Her selflessness moved Cervantes beyond words.
“There are no words to convey all the gratitude I feel for Rosie,” Cervantes says. “Without her, I would not be here.”
Our [living-donor liver transplant] program is one of the largest and most successful programs in the U.S. — as well as the only program in Southern California offering liver recipients this lifesaving option.Yuri Genyk, MD, Co-Director, USC Transplant Institute
Life with a new liver
Cervantes faced a tougher recovery.
His posttransplant doctor, Jeffrey Kahn, MD, monitored him with regular blood tests and liver biopsies. Eventually, the care team confirmed that Cervantes’ liver health was excellent, and it has remained so for many years.

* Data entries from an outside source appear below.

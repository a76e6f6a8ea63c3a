use sea_orm_migration::prelude::*;

#[derive(DeriveMigrationName)]
pub struct Migration;

#[async_trait::async_trait]
impl MigrationTrait for Migration {
    async fn up(&self, manager: &SchemaManager) -> Result<(), DbErr> {
        // Daily reagent usage as recorded by the laboratory
        manager
            .create_table(
                Table::create()
                    .table(Consumption::Table)
                    .if_not_exists()
                    .col(
                        ColumnDef::new(Consumption::Id)
                            .integer()
                            .not_null()
                            .auto_increment()
                            .primary_key(),
                    )
                    .col(ColumnDef::new(Consumption::ReagentId).integer().not_null())
                    .col(
                        ColumnDef::new(Consumption::ReagentName)
                            .string_len(100)
                            .not_null(),
                    )
                    .col(ColumnDef::new(Consumption::ConsumedOn).date().not_null())
                    .col(
                        ColumnDef::new(Consumption::QuantityConsumed)
                            .decimal_len(10, 2)
                            .null(),
                    )
                    .col(ColumnDef::new(Consumption::Comment).text().null())
                    .to_owned(),
            )
            .await?;

        manager
            .create_index(
                Index::create()
                    .name("idx_consumption_reagent_date")
                    .table(Consumption::Table)
                    .col(Consumption::ReagentId)
                    .col(Consumption::ConsumedOn)
                    .to_owned(),
            )
            .await
    }

    async fn down(&self, manager: &SchemaManager) -> Result<(), DbErr> {
        manager
            .drop_table(Table::drop().table(Consumption::Table).to_owned())
            .await
    }
}

#[derive(DeriveIden)]
enum Consumption {
    Table,
    Id,
    ReagentId,
    ReagentName,
    ConsumedOn,
    QuantityConsumed,
    Comment,
}
use rust_decimal::Decimal;
use sea_orm::entity::prelude::*;
use serde::{Deserialize, Serialize};

#[derive(Clone, Debug, PartialEq, DeriveEntityModel, Serialize, Deserialize)]
#[sea_orm(table_name = "reagent_prediction_summaries")]
pub struct Model {
    #[sea_orm(primary_key)]
    #[serde(skip_serializing)]
    pub id: i32,
    pub run_id: i32,
    pub reagent_id: i32,
    pub reagent_name: String,
    /// Mean month-over-month percent change across the horizon
    #[sea_orm(column_type = "Decimal(Some((16, 4)))")]
    pub average_trend: Decimal,
    pub peak_month: Option<Date>,
    pub trough_month: Option<Date>,
    #[sea_orm(column_type = "Text")]
    pub conclusion_text: String,
    pub generated_at: DateTimeUtc,
}

#[derive(Copy, Clone, Debug, EnumIter, DeriveRelation)]
pub enum Relation {}

impl ActiveModelBehavior for ActiveModel {}
pub mod forecast;

pub use forecast::{
    ConsumptionSeries, ForecastPoint, ForecastReport, MonthlyForecast, ReagentForecast,
    ReagentSummary, RunReport, SkipReason, SkippedReagent,
};
//! Property-based tests for monthly aggregation and summaries.

use chrono::{Datelike, Days, NaiveDate};
use proptest::prelude::*;
use reagent_forecast::{
    models::ForecastPoint,
    services::{aggregation::aggregate_monthly, summary::summarize},
};
use rust_decimal::Decimal;
use std::collections::BTreeSet;

fn daily_points_strategy() -> impl Strategy<Value = Vec<ForecastPoint>> {
    (
        0u64..2_000,
        prop::collection::vec(prop_oneof![Just(0.0), 0.0f64..10_000.0], 1..400),
    )
        .prop_map(|(offset, values)| {
            let start = NaiveDate::from_ymd_opt(2020, 1, 1).unwrap() + Days::new(offset);
            values
                .into_iter()
                .enumerate()
                .map(|(i, value)| ForecastPoint {
                    date: start + Days::new(i as u64),
                    value,
                })
                .collect()
        })
}

proptest! {
    #![proptest_config(ProptestConfig::with_cases(200))]

    #[test]
    fn one_row_per_calendar_month_in_order(points in daily_points_strategy()) {
        let months = aggregate_monthly(&points);

        let expected: BTreeSet<(i32, u32)> =
            points.iter().map(|p| (p.date.year(), p.date.month())).collect();
        prop_assert_eq!(months.len(), expected.len());
        prop_assert!(months.iter().all(|m| m.month.day() == 1));
        prop_assert!(months.windows(2).all(|w| w[0].month < w[1].month));
    }

    #[test]
    fn first_month_has_no_change(points in daily_points_strategy()) {
        let months = aggregate_monthly(&points);
        prop_assert_eq!(months[0].percent_change, Decimal::ZERO);
    }

    #[test]
    fn zero_month_never_produces_a_change(points in daily_points_strategy()) {
        let months = aggregate_monthly(&points);
        for window in months.windows(2) {
            if window[0].expected_consumption.is_zero() {
                prop_assert_eq!(window[1].percent_change, Decimal::ZERO);
            }
        }
    }

    #[test]
    fn summary_peak_and_trough_match_rows(points in daily_points_strategy()) {
        let months = aggregate_monthly(&points);
        let summary = summarize("Reagent", &months);

        let max = months.iter().map(|m| m.expected_consumption).max().unwrap();
        let min = months.iter().map(|m| m.expected_consumption).min().unwrap();
        let first_max = months.iter().find(|m| m.expected_consumption == max).map(|m| m.month);
        let first_min = months.iter().find(|m| m.expected_consumption == min).map(|m| m.month);

        prop_assert_eq!(summary.peak_month, first_max);
        prop_assert_eq!(summary.trough_month, first_min);
    }
}
use sea_orm::entity::prelude::*;
use serde::{Deserialize, Serialize};

/// Control row inserted once per run; its generated key is the run id.
#[derive(Clone, Debug, PartialEq, DeriveEntityModel, Serialize, Deserialize)]
#[sea_orm(table_name = "prediction_runs")]
pub struct Model {
    #[sea_orm(primary_key)]
    pub id: i32,
    pub generated_at: DateTimeUtc,
}

#[derive(Copy, Clone, Debug, EnumIter, DeriveRelation)]
pub enum Relation {}

impl ActiveModelBehavior for ActiveModel {}
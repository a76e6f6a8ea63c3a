pub mod aggregation;
pub mod forecast_engine;
pub mod forecasting;
pub mod run_sequence;
pub mod summary;
pub mod consumption;
pub mod prediction_run;
pub mod reagent_prediction;
pub mod reagent_prediction_summary;
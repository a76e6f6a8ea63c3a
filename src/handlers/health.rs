use axum::{extract::State, http::StatusCode, response::Json, routing::get, Router};
use serde_json::{json, Value};
use std::time::Instant;

use crate::AppState;

pub fn health_routes() -> Router<AppState> {
    Router::new().route("/health", get(health_check))
}

/// Liveness plus a database ping
async fn health_check(State(state): State<AppState>) -> (StatusCode, Json<Value>) {
    let start = Instant::now();
    let db_result = crate::db::check_connection(&state.db).await;
    let latency_ms = start.elapsed().as_millis() as u64;

    match db_result {
        Ok(()) => (
            StatusCode::OK,
            Json(json!({
                "status": "up",
                "version": env!("CARGO_PKG_VERSION"),
                "timestamp": chrono::Utc::now().to_rfc3339(),
                "checks": { "database": { "status": "up", "latency_ms": latency_ms } }
            })),
        ),
        Err(e) => (
            StatusCode::SERVICE_UNAVAILABLE,
            Json(json!({
                "status": "down",
                "version": env!("CARGO_PKG_VERSION"),
                "timestamp": chrono::Utc::now().to_rfc3339(),
                "checks": { "database": { "status": "down", "error": e.to_string() } }
            })),
        ),
    }
}
use chrono::{DateTime, NaiveDate, SubsecRound, Utc};
use metrics::{counter, histogram};
use sea_orm::{DatabaseConnection, DatabaseTransaction, TransactionTrait};
use std::sync::Arc;
use std::time::Instant;
use tracing::{error, info, instrument};

use crate::config::ForecastSettings;
use crate::entities::reagent_prediction_summary;
use crate::errors::ServiceError;
use crate::ml::{ForecastModel, LinearTrendModel};
use crate::models::{ForecastReport, RunReport, SkipReason, SkippedReagent};
use crate::repositories::{ConsumptionRepository, PredictionRepository};
use crate::services::forecast_engine::{forecast_reagent, ReagentOutcome};
use crate::services::run_sequence::RunIdAllocator;
use crate::PaginatedResponse;

/// Default page size of the summary history
pub const DEFAULT_HISTORY_PAGE_SIZE: u64 = 20;

/// Runs the reagent forecast pipeline and serves its results.
pub struct ForecastingService<M: ForecastModel = LinearTrendModel> {
    db: Arc<DatabaseConnection>,
    model: M,
    settings: ForecastSettings,
    allocator: RunIdAllocator,
    predictions: PredictionRepository,
}

impl ForecastingService<LinearTrendModel> {
    pub fn new(db: Arc<DatabaseConnection>, settings: ForecastSettings) -> Self {
        Self::with_model(db, LinearTrendModel::new(), settings)
    }
}

impl<M: ForecastModel> ForecastingService<M> {
    pub fn with_model(db: Arc<DatabaseConnection>, model: M, settings: ForecastSettings) -> Self {
        Self {
            allocator: RunIdAllocator::new(db.clone()),
            predictions: PredictionRepository::new(db.clone()),
            db,
            model,
            settings,
        }
    }

    /// Runs the pipeline now.
    pub async fn execute_forecast(&self) -> Result<RunReport, ServiceError> {
        self.execute_forecast_at(Utc::now()).await
    }

    /// Runs the pipeline as of `generated_at`; its UTC date is "today".
    ///
    /// Every row of the run is written in one transaction that commits only
    /// if all reagents were processed; any failure rolls the whole run back.
    #[instrument(skip(self), fields(run_id = tracing::field::Empty))]
    pub async fn execute_forecast_at(
        &self,
        generated_at: DateTime<Utc>,
    ) -> Result<RunReport, ServiceError> {
        let started = Instant::now();
        let generated_at = generated_at.trunc_subsecs(6);

        let run_id = self.allocator.allocate(generated_at).await?;
        tracing::Span::current().record("run_id", run_id);

        let txn = self.db.begin().await.map_err(|e| {
            error!("Failed to begin forecast transaction: {}", e);
            ServiceError::ConnectionError(e.to_string())
        })?;

        match self.process_reagents(&txn, run_id, generated_at).await {
            Ok((reagents_forecast, reagents_skipped)) => {
                txn.commit().await.map_err(|e| {
                    error!(run_id, "Failed to commit forecast run: {}", e);
                    counter!("reagent_forecast.run.rolled_back", 1);
                    ServiceError::DatabaseError(e)
                })?;

                counter!("reagent_forecast.run.committed", 1);
                histogram!(
                    "reagent_forecast.run.duration_seconds",
                    started.elapsed().as_secs_f64()
                );
                info!(
                    run_id,
                    reagents_forecast,
                    reagents_skipped = reagents_skipped.len(),
                    "Forecast run committed"
                );

                Ok(RunReport {
                    run_id,
                    generated_at,
                    reagents_forecast,
                    reagents_skipped,
                })
            }
            Err(e) => {
                if let Err(rollback) = txn.rollback().await {
                    error!(run_id, "Rollback of forecast run failed: {}", rollback);
                }
                error!(run_id, error = %e, "Forecast run rolled back");
                counter!("reagent_forecast.run.rolled_back", 1);
                Err(e)
            }
        }
    }

    async fn process_reagents(
        &self,
        txn: &DatabaseTransaction,
        run_id: i32,
        generated_at: DateTime<Utc>,
    ) -> Result<(usize, Vec<SkippedReagent>), ServiceError> {
        let today = generated_at.date_naive();
        let reagents = ConsumptionRepository::distinct_reagents(txn).await?;
        info!(run_id, reagents = reagents.len(), "Processing reagents");

        let mut forecast = 0;
        let mut skipped = Vec::new();
        for (reagent_id, reagent_name) in reagents {
            let outcome = self
                .process_reagent(txn, run_id, reagent_id, &reagent_name, generated_at, today)
                .await
                .map_err(|e| ServiceError::processing(reagent_id, e))?;

            match outcome {
                Some(reason) => skipped.push(SkippedReagent {
                    reagent_id,
                    reagent_name,
                    reason,
                }),
                None => forecast += 1,
            }
        }

        Ok((forecast, skipped))
    }

    /// Returns the skip reason, or `None` when rows were written.
    async fn process_reagent(
        &self,
        txn: &DatabaseTransaction,
        run_id: i32,
        reagent_id: i32,
        reagent_name: &str,
        generated_at: DateTime<Utc>,
        today: NaiveDate,
    ) -> Result<Option<SkipReason>, ServiceError> {
        let series = ConsumptionRepository::series(txn, reagent_id, reagent_name).await?;

        match forecast_reagent(&self.model, &series, &self.settings, today)? {
            ReagentOutcome::Skip(reason) => Ok(Some(reason)),
            ReagentOutcome::Forecast { months, summary } => {
                PredictionRepository::insert_monthly(
                    txn,
                    run_id,
                    reagent_id,
                    reagent_name,
                    &months,
                    generated_at,
                )
                .await?;
                PredictionRepository::insert_summary(
                    txn,
                    run_id,
                    reagent_id,
                    reagent_name,
                    &summary,
                    generated_at,
                )
                .await?;
                Ok(None)
            }
        }
    }

    /// Greatest run id with committed rows
    pub async fn latest_run_id(&self) -> Result<Option<i32>, ServiceError> {
        self.predictions.latest_run_id().await
    }

    /// Rows of the most recent run, `None` before the first committed run
    #[instrument(skip(self))]
    pub async fn latest_report(&self) -> Result<Option<ForecastReport>, ServiceError> {
        match self.predictions.latest_run_id().await? {
            Some(run_id) => self.predictions.find_run(run_id).await,
            None => Ok(None),
        }
    }

    /// Rows of one run
    #[instrument(skip(self))]
    pub async fn run_report(&self, run_id: i32) -> Result<ForecastReport, ServiceError> {
        self.predictions
            .find_run(run_id)
            .await?
            .ok_or_else(|| ServiceError::NotFound(format!("Forecast run {} not found", run_id)))
    }

    /// Summaries of all runs, newest first
    #[instrument(skip(self))]
    pub async fn summary_history(
        &self,
        page: u64,
        page_size: u64,
    ) -> Result<PaginatedResponse<reagent_prediction_summary::Model>, ServiceError> {
        if page == 0 || page_size == 0 {
            return Err(ServiceError::ValidationError(
                "page and page size must be at least 1".to_string(),
            ));
        }

        let (items, total) = self.predictions.find_summaries(page, page_size).await?;
        Ok(PaginatedResponse {
            items,
            total,
            page,
            limit: page_size,
            total_pages: total.div_ceil(page_size),
        })
    }
}
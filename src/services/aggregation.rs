//! Collapses daily projections into calendar months.

use chrono::{Datelike, NaiveDate};
use rust_decimal::prelude::FromPrimitive;
use rust_decimal::Decimal;
use std::collections::BTreeMap;

use crate::models::{ForecastPoint, MonthlyForecast};

/// Decimal places kept for persisted consumption and percentages.
pub const DECIMAL_PLACES: u32 = 4;

/// First day of the month containing `date`.
pub fn month_start(date: NaiveDate) -> NaiveDate {
    date.with_day(1).unwrap_or(date)
}

/// Largest magnitude a persisted `DECIMAL(16, 4)` value can hold.
pub fn stored_limit() -> Decimal {
    Decimal::new(9_999_999_999_999_999, DECIMAL_PLACES)
}

fn saturate(negative: bool) -> Decimal {
    if negative {
        -stored_limit()
    } else {
        stored_limit()
    }
}

/// Rounds to [`DECIMAL_PLACES`] and clamps into the persisted range.
/// Non-finite values become 0.
pub(crate) fn to_decimal(value: f64) -> Decimal {
    if !value.is_finite() {
        return Decimal::ZERO;
    }
    match Decimal::from_f64(value) {
        Some(d) => d.round_dp(DECIMAL_PLACES).clamp(-stored_limit(), stored_limit()),
        None if value.abs() < 1.0 => Decimal::ZERO,
        None => saturate(value < 0.0),
    }
}

/// Percent change from `previous` to `current`, both as stored.
/// 0 when `previous` is 0; saturates at [`stored_limit`].
pub fn percent_change(previous: Decimal, current: Decimal) -> Decimal {
    if previous.is_zero() {
        return Decimal::ZERO;
    }
    current
        .checked_sub(previous)
        .and_then(|delta| delta.checked_div(previous))
        .and_then(|ratio| ratio.checked_mul(Decimal::ONE_HUNDRED))
        .map(|change| {
            change
                .round_dp(DECIMAL_PLACES)
                .clamp(-stored_limit(), stored_limit())
        })
        .unwrap_or_else(|| saturate((current > previous) != previous.is_sign_positive()))
}

/// Groups points by month, averages each month and derives month-over-month
/// percent change from the rounded means. The first month's change is 0.
pub fn aggregate_monthly(points: &[ForecastPoint]) -> Vec<MonthlyForecast> {
    let mut buckets: BTreeMap<NaiveDate, (f64, usize)> = BTreeMap::new();
    for point in points {
        let value = if point.value.is_finite() { point.value } else { 0.0 };
        let bucket = buckets.entry(month_start(point.date)).or_insert((0.0, 0));
        bucket.0 += value;
        bucket.1 += 1;
    }

    let mut previous: Option<Decimal> = None;
    buckets
        .into_iter()
        .map(|(month, (sum, count))| {
            let expected_consumption = to_decimal(sum / count as f64);
            let change =
                previous.map_or(Decimal::ZERO, |prev| percent_change(prev, expected_consumption));
            previous = Some(expected_consumption);

            MonthlyForecast {
                month,
                expected_consumption,
                percent_change: change,
            }
        })
        .collect()
}

#[cfg(test)]
mod tests {
    use super::*;
    use rust_decimal_macros::dec;
    use rstest::rstest;

    fn point(y: i32, m: u32, d: u32, value: f64) -> ForecastPoint {
        ForecastPoint {
            date: NaiveDate::from_ymd_opt(y, m, d).unwrap(),
            value,
        }
    }

    fn first(y: i32, m: u32) -> NaiveDate {
        NaiveDate::from_ymd_opt(y, m, 1).unwrap()
    }

    #[test]
    fn averages_within_month_and_orders_by_month() {
        let points = vec![
            point(2025, 2, 3, 40.0),
            point(2025, 1, 30, 10.0),
            point(2025, 1, 31, 20.0),
            point(2025, 2, 1, 20.0),
        ];

        let months = aggregate_monthly(&points);
        assert_eq!(months.len(), 2);
        assert_eq!(months[0].month, first(2025, 1));
        assert_eq!(months[0].expected_consumption, dec!(15));
        assert_eq!(months[0].percent_change, dec!(0));
        assert_eq!(months[1].month, first(2025, 2));
        assert_eq!(months[1].expected_consumption, dec!(30));
        assert_eq!(months[1].percent_change, dec!(100));
    }

    #[test]
    fn zero_previous_month_yields_zero_change() {
        let points = vec![point(2025, 1, 1, 0.0), point(2025, 2, 1, 50.0)];
        let months = aggregate_monthly(&points);
        assert_eq!(months[1].percent_change, Decimal::ZERO);
    }

    #[test]
    fn rounds_to_four_places() {
        let points = vec![point(2025, 1, 1, 1.0), point(2025, 2, 1, 3.0 + 1.0 / 3.0)];
        let months = aggregate_monthly(&points);
        assert_eq!(months[1].expected_consumption, dec!(3.3333));
        assert_eq!(months[1].percent_change, dec!(233.33));
    }

    #[test]
    fn empty_input_is_empty_output() {
        assert!(aggregate_monthly(&[]).is_empty());
    }

    #[rstest]
    #[case(dec!(100), dec!(150), dec!(50))]
    #[case(dec!(200), dec!(100), dec!(-50))]
    #[case(dec!(0), dec!(10), dec!(0))]
    #[case(dec!(-10), dec!(-5), dec!(-50))]
    #[case(dec!(3), dec!(4), dec!(33.3333))]
    fn percent_change_cases(
        #[case] previous: Decimal,
        #[case] current: Decimal,
        #[case] expected: Decimal,
    ) {
        assert_eq!(percent_change(previous, current), expected);
    }

    #[test]
    fn month_rounded_to_zero_yields_zero_change() {
        let points = vec![point(2026, 1, 1, 0.00001), point(2026, 2, 1, 10.0)];
        let months = aggregate_monthly(&points);
        assert_eq!(months[0].expected_consumption, Decimal::ZERO);
        assert_eq!(months[1].percent_change, Decimal::ZERO);
    }

    #[test]
    fn vanishing_previous_month_does_not_fail() {
        let points = vec![point(2026, 1, 1, 1e-30), point(2026, 2, 1, 10.0)];
        let months = aggregate_monthly(&points);
        assert_eq!(months[1].expected_consumption, dec!(10));
        assert_eq!(months[1].percent_change, Decimal::ZERO);
    }

    #[test]
    fn smallest_previous_month_change_is_exact() {
        let points = vec![point(2026, 1, 1, 0.0001), point(2026, 2, 1, 10.0)];
        let months = aggregate_monthly(&points);
        assert_eq!(months[1].percent_change, dec!(9999900));
    }

    #[test]
    fn oversized_values_saturate() {
        let points = vec![
            point(2026, 1, 1, 0.0001),
            point(2026, 2, 1, 1e40),
            point(2026, 3, 1, -1e40),
        ];
        let months = aggregate_monthly(&points);

        assert_eq!(months[1].expected_consumption, stored_limit());
        assert_eq!(months[1].percent_change, stored_limit());
        assert_eq!(months[2].expected_consumption, -stored_limit());
        assert_eq!(months[2].percent_change, dec!(-200));
    }

    #[test]
    fn non_finite_values_become_zero() {
        assert_eq!(to_decimal(f64::NAN), Decimal::ZERO);
        assert_eq!(to_decimal(f64::INFINITY), Decimal::ZERO);
    }

    #[test]
    fn month_start_normalizes() {
        assert_eq!(
            month_start(NaiveDate::from_ymd_opt(2024, 2, 29).unwrap()),
            first(2024, 2)
        );
    }
}
use sea_orm_migration::prelude::*;

#[derive(DeriveMigrationName)]
pub struct Migration;

#[async_trait::async_trait]
impl MigrationTrait for Migration {
    async fn up(&self, manager: &SchemaManager) -> Result<(), DbErr> {
        // Control table: one row per run, its key is the run id
        manager
            .create_table(
                Table::create()
                    .table(PredictionRuns::Table)
                    .if_not_exists()
                    .col(
                        ColumnDef::new(PredictionRuns::Id)
                            .integer()
                            .not_null()
                            .auto_increment()
                            .primary_key(),
                    )
                    .col(
                        ColumnDef::new(PredictionRuns::GeneratedAt)
                            .timestamp_with_time_zone()
                            .not_null(),
                    )
                    .to_owned(),
            )
            .await?;

        manager
            .create_table(
                Table::create()
                    .table(ReagentPredictions::Table)
                    .if_not_exists()
                    .col(
                        ColumnDef::new(ReagentPredictions::Id)
                            .integer()
                            .not_null()
                            .auto_increment()
                            .primary_key(),
                    )
                    .col(ColumnDef::new(ReagentPredictions::RunId).integer().not_null())
                    .col(
                        ColumnDef::new(ReagentPredictions::ReagentId)
                            .integer()
                            .not_null(),
                    )
                    .col(
                        ColumnDef::new(ReagentPredictions::ReagentName)
                            .string_len(100)
                            .not_null(),
                    )
                    .col(ColumnDef::new(ReagentPredictions::Month).date().not_null())
                    .col(
                        ColumnDef::new(ReagentPredictions::ExpectedConsumption)
                            .decimal_len(16, 4)
                            .not_null(),
                    )
                    .col(
                        ColumnDef::new(ReagentPredictions::PercentChange)
                            .decimal_len(16, 4)
                            .not_null(),
                    )
                    .col(
                        ColumnDef::new(ReagentPredictions::GeneratedAt)
                            .timestamp_with_time_zone()
                            .not_null(),
                    )
                    .to_owned(),
            )
            .await?;

        manager
            .create_index(
                Index::create()
                    .name("idx_reagent_predictions_run_reagent_month")
                    .table(ReagentPredictions::Table)
                    .col(ReagentPredictions::RunId)
                    .col(ReagentPredictions::ReagentId)
                    .col(ReagentPredictions::Month)
                    .unique()
                    .to_owned(),
            )
            .await?;

        manager
            .create_table(
                Table::create()
                    .table(ReagentPredictionSummaries::Table)
                    .if_not_exists()
                    .col(
                        ColumnDef::new(ReagentPredictionSummaries::Id)
                            .integer()
                            .not_null()
                            .auto_increment()
                            .primary_key(),
                    )
                    .col(
                        ColumnDef::new(ReagentPredictionSummaries::RunId)
                            .integer()
                            .not_null(),
                    )
                    .col(
                        ColumnDef::new(ReagentPredictionSummaries::ReagentId)
                            .integer()
                            .not_null(),
                    )
                    .col(
                        ColumnDef::new(ReagentPredictionSummaries::ReagentName)
                            .string_len(100)
                            .not_null(),
                    )
                    .col(
                        ColumnDef::new(ReagentPredictionSummaries::AverageTrend)
                            .decimal_len(16, 4)
                            .not_null(),
                    )
                    .col(
                        ColumnDef::new(ReagentPredictionSummaries::PeakMonth)
                            .date()
                            .null(),
                    )
                    .col(
                        ColumnDef::new(ReagentPredictionSummaries::TroughMonth)
                            .date()
                            .null(),
                    )
                    .col(
                        ColumnDef::new(ReagentPredictionSummaries::ConclusionText)
                            .text()
                            .not_null(),
                    )
                    .col(
                        ColumnDef::new(ReagentPredictionSummaries::GeneratedAt)
                            .timestamp_with_time_zone()
                            .not_null(),
                    )
                    .to_owned(),
            )
            .await?;

        manager
            .create_index(
                Index::create()
                    .name("idx_reagent_prediction_summaries_run_reagent")
                    .table(ReagentPredictionSummaries::Table)
                    .col(ReagentPredictionSummaries::RunId)
                    .col(ReagentPredictionSummaries::ReagentId)
                    .unique()
                    .to_owned(),
            )
            .await
    }

    async fn down(&self, manager: &SchemaManager) -> Result<(), DbErr> {
        manager
            .drop_table(
                Table::drop()
                    .table(ReagentPredictionSummaries::Table)
                    .to_owned(),
            )
            .await?;

        manager
            .drop_table(Table::drop().table(ReagentPredictions::Table).to_owned())
            .await?;

        manager
            .drop_table(Table::drop().table(PredictionRuns::Table).to_owned())
            .await
    }
}

#[derive(DeriveIden)]
enum PredictionRuns {
    Table,
    Id,
    GeneratedAt,
}

#[derive(DeriveIden)]
enum ReagentPredictions {
    Table,
    Id,
    RunId,
    ReagentId,
    ReagentName,
    Month,
    ExpectedConsumption,
    PercentChange,
    GeneratedAt,
}

#[derive(DeriveIden)]
enum ReagentPredictionSummaries {
    Table,
    Id,
    RunId,
    ReagentId,
    ReagentName,
    AverageTrend,
    PeakMonth,
    TroughMonth,
    ConclusionText,
    GeneratedAt,
}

Seven years ago, Kahn — who is also medical director of the USC Liver Transplant Program at Keck Medicine — prescribed a new drug to fight hepatitis C. The drug eradicated the virus and cured Cervantes of hepatitis C, protecting his liver from future damage.
While newer resources are available to help transplant participants recover, Cervantes never recovered his former energy and had to retire from the airline industry. But he soon began volunteering at the South Pasadena Senior Center, which led to a role on the city’s senior commission and a job in public safety.
The innovations that aided Cervantes’ recovery were only part of the evolution of living liver transplants co-led by Keck Medicine.
“Our program is one of the largest and most successful programs in the U.S. — as well as the only program in Southern California offering liver recipients this lifesaving option,” Genyk says.
A friendship for life
Cervantes and Lewis have considered each other family ever since the procedure. She even got married at his house. While the pandemic has prevented the friends from spending time together, they regularly talk on the phone.
Lewis considers her experience a spiritual one that has connected her to Cervantes in a profound way.
“It’s like gaining a new family member when you’re old,” Lewis says. “You’re tied together.”